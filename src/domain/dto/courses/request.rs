use serde::{Deserialize, Serialize};
use utoipa::{IntoParams, ToSchema};
use validator::{Validate, ValidationError};
use crate::domain::entities::courses::course::{CourseLevel, Lesson};

#[derive(Debug, Clone, Serialize, Deserialize, Validate, ToSchema)]
pub struct LessonRequest {
    #[validate(length(min = 1, max = 200, message = "강의 제목은 1-200자 사이여야 합니다"))]
    pub title: String,
    pub video_id: Option<String>,
    #[serde(default)]
    pub duration_minutes: u32,
    #[serde(default)]
    pub order: u32,
    pub content: Option<String>,
}

impl From<LessonRequest> for Lesson {
    fn from(request: LessonRequest) -> Self {
        Self {
            title: request.title,
            video_id: request.video_id,
            duration_minutes: request.duration_minutes,
            order: request.order,
            content: request.content,
        }
    }
}

/// 강좌 생성 / 전체 수정(PUT) 요청
///
/// PUT에서 생략한 선택 필드는 기본값으로 되돌아갑니다.
#[derive(Debug, Clone, Default, Serialize, Deserialize, Validate, ToSchema)]
pub struct CourseRequest {
    /// 필수
    #[serde(default)]
    #[validate(custom(function = "validate_title"))]
    #[validate(length(max = 200, message = "제목은 200자 이하여야 합니다"))]
    pub title: String,

    #[validate(length(max = 10000, message = "설명은 10000자 이하여야 합니다"))]
    pub description: Option<String>,

    pub category: Option<String>,

    pub level: Option<CourseLevel>,

    #[validate(range(min = 0.0, message = "가격은 0 이상이어야 합니다"))]
    pub price: Option<f64>,

    #[validate(url(message = "유효한 썸네일 URL이 아닙니다"))]
    pub thumbnail_url: Option<String>,

    #[validate(nested)]
    #[serde(default)]
    pub lessons: Vec<LessonRequest>,

    #[serde(default)]
    pub tags: Vec<String>,

    pub is_published: Option<bool>,
}

/// 강좌 부분 수정(PATCH) 요청
#[derive(Debug, Clone, Default, Serialize, Deserialize, Validate, ToSchema)]
pub struct PatchCourseRequest {
    #[validate(custom(function = "validate_title"))]
    #[validate(length(max = 200, message = "제목은 200자 이하여야 합니다"))]
    pub title: Option<String>,

    #[validate(length(max = 10000, message = "설명은 10000자 이하여야 합니다"))]
    pub description: Option<String>,

    pub category: Option<String>,

    pub level: Option<CourseLevel>,

    #[validate(range(min = 0.0, message = "가격은 0 이상이어야 합니다"))]
    pub price: Option<f64>,

    #[validate(url(message = "유효한 썸네일 URL이 아닙니다"))]
    pub thumbnail_url: Option<String>,

    #[validate(nested)]
    pub lessons: Option<Vec<LessonRequest>>,

    pub tags: Option<Vec<String>>,

    pub is_published: Option<bool>,
}

/// `GET /api/courses` 필터
#[derive(Debug, Clone, Default, Deserialize, IntoParams)]
#[into_params(parameter_in = Query)]
pub struct CourseFilter {
    pub category: Option<String>,
    pub level: Option<CourseLevel>,
    /// 제목/설명 부분 일치
    pub search: Option<String>,
    pub instructor_id: Option<String>,
}

#[derive(Debug, Clone, Serialize, Deserialize, Validate, ToSchema)]
pub struct CreateReviewRequest {
    #[validate(range(min = 1, max = 5, message = "평점은 1-5 사이의 정수여야 합니다"))]
    pub rating: i32,

    #[validate(length(max = 2000, message = "리뷰는 2000자 이하여야 합니다"))]
    pub comment: Option<String>,
}

fn validate_title(title: &str) -> Result<(), ValidationError> {
    if title.trim().is_empty() {
        return Err(ValidationError::new("required")
            .with_message("강좌 제목은 필수입니다".into()));
    }
    Ok(())
}

#[cfg(test)]
mod tests {
    use super::*;

    #[test]
    fn test_missing_title_is_invalid() {
        let request: CourseRequest = serde_json::from_str(r#"{ "price": 10.0 }"#).unwrap();
        assert!(request.validate().is_err());

        let blank = CourseRequest { title: "   ".to_string(), ..Default::default() };
        assert!(blank.validate().is_err());
    }

    #[test]
    fn test_negative_price_is_invalid() {
        let request = CourseRequest {
            title: "Rust".to_string(),
            price: Some(-1.0),
            ..Default::default()
        };
        assert!(request.validate().is_err());
    }

    #[test]
    fn test_nested_lessons_validated() {
        let request: CourseRequest = serde_json::from_str(
            r#"{ "title": "Rust", "lessons": [{ "title": "" }] }"#
        ).unwrap();
        assert!(request.validate().is_err());
    }

    #[test]
    fn test_patch_allows_absent_title() {
        assert!(PatchCourseRequest::default().validate().is_ok());

        let blank = PatchCourseRequest { title: Some(String::new()), ..Default::default() };
        assert!(blank.validate().is_err());
    }

    #[test]
    fn test_review_rating_range() {
        let review = |rating| CreateReviewRequest { rating, comment: None };

        assert!(review(1).validate().is_ok());
        assert!(review(5).validate().is_ok());
        assert!(review(0).validate().is_err());
        assert!(review(6).validate().is_err());
        assert!(serde_json::from_str::<CreateReviewRequest>(r#"{ "rating": 4.5 }"#).is_err());
    }

    #[test]
    fn test_level_filter_parses_snake_case() {
        let filter: CourseFilter = serde_json::from_str(r#"{ "level": "intermediate" }"#).unwrap();
        assert_eq!(filter.level, Some(CourseLevel::Intermediate));
    }
}
//! # 1:1 메시지 서비스
//!
//! 대화 스레드를 열면 상대가 보낸 안 읽은 메시지를 읽음 처리합니다.

use std::sync::Arc;
use singleton_macro::service;
use crate::core::errors::AppError;
use crate::domain::dto::common::{PaginatedResponse, PaginationQuery};
use crate::domain::dto::social::{ConversationResponse, DirectMessageResponse, SendMessageRequest, UnreadCountResponse};
use crate::domain::dto::users::UserSummary;
use crate::domain::entities::social::message::Message;
use crate::domain::models::auth::AuthenticatedUser;
use crate::repositories::social::message_repo::MessageRepository;
use crate::repositories::users::user_repo::UserRepository;
use crate::services::activity::ActivityService;
use crate::utils::id_utils::{parse_object_id, require_id};

#[service(name = "message")]
pub struct MessageService {
    message_repo: Arc<MessageRepository>,
    user_repo: Arc<UserRepository>,
    activity_service: Arc<ActivityService>,
}

impl MessageService {
    /// # Errors
    ///
    /// * `ValidationError` - 자기 자신에게 보냄
    /// * `NotFound` - 받는 사람 없음
    pub async fn send(&self, auth: &AuthenticatedUser, request: SendMessageRequest) -> Result<DirectMessageResponse, AppError> {
        let recipient_id = parse_object_id(&request.recipient_id, "recipient_id")?;
        let me = self.user_repo.find_profile(&auth.user_id).await?;
        let my_id = require_id(&me.id)?;

        if recipient_id == my_id {
            return Err(AppError::ValidationError("자기 자신에게 메시지를 보낼 수 없습니다".to_string()));
        }
        if self.user_repo.find_by_id(&recipient_id).await?.is_none() {
            return Err(AppError::NotFound("받는 사용자를 찾을 수 없습니다".to_string()));
        }

        let message = Message::new(my_id, recipient_id, request.content.trim().to_string());
        let created = self.message_repo.create(message).await?;

        self.activity_service.record(my_id, "message.send", "user", Some(recipient_id)).await;
        Ok(DirectMessageResponse::from(created))
    }

    /// 대화 목록 (최근 메시지순)
    pub async fn conversations(&self, auth: &AuthenticatedUser) -> Result<Vec<ConversationResponse>, AppError> {
        let me = self.user_repo.find_profile(&auth.user_id).await?;
        let rows = self.message_repo.conversations(&require_id(&me.id)?).await?;

        let counterpart_ids: Vec<_> = rows.iter().map(|row| row.counterpart_id).collect();
        let users = self.user_repo.find_by_ids(&counterpart_ids).await?;

        Ok(rows
            .into_iter()
            .map(|row| ConversationResponse {
                user_id: row.counterpart_id.to_hex(),
                user: users
                    .iter()
                    .find(|user| user.id.as_ref() == Some(&row.counterpart_id))
                    .map(UserSummary::from),
                last_message: DirectMessageResponse::from(row.last_message),
                unread_count: row.unread_count,
            })
            .collect())
    }

    /// 특정 사용자와의 대화 (오래된 순). 받은 메시지를 읽음 처리합니다.
    pub async fn thread(&self, auth: &AuthenticatedUser, other_id: &str, page: &PaginationQuery) -> Result<PaginatedResponse<DirectMessageResponse>, AppError> {
        let other_id = parse_object_id(other_id, "user_id")?;
        let me = self.user_repo.find_profile(&auth.user_id).await?;
        let my_id = require_id(&me.id)?;

        let marked = self.message_repo.mark_read(&other_id, &my_id).await?;
        if marked > 0 {
            log::debug!("메시지 읽음 처리: {}건", marked);
        }

        let messages = self.message_repo.thread(&my_id, &other_id, page).await?;
        Ok(messages.map(DirectMessageResponse::from))
    }

    pub async fn unread_count(&self, auth: &AuthenticatedUser) -> Result<UnreadCountResponse, AppError> {
        let me = self.user_repo.find_profile(&auth.user_id).await?;
        let unread_count = self.message_repo.unread_count(&require_id(&me.id)?).await?;
        Ok(UnreadCountResponse { unread_count })
    }
}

* Brief:
Within the listing above, how many lines hold the string "content"? Answer with the number only.

* Response box:
3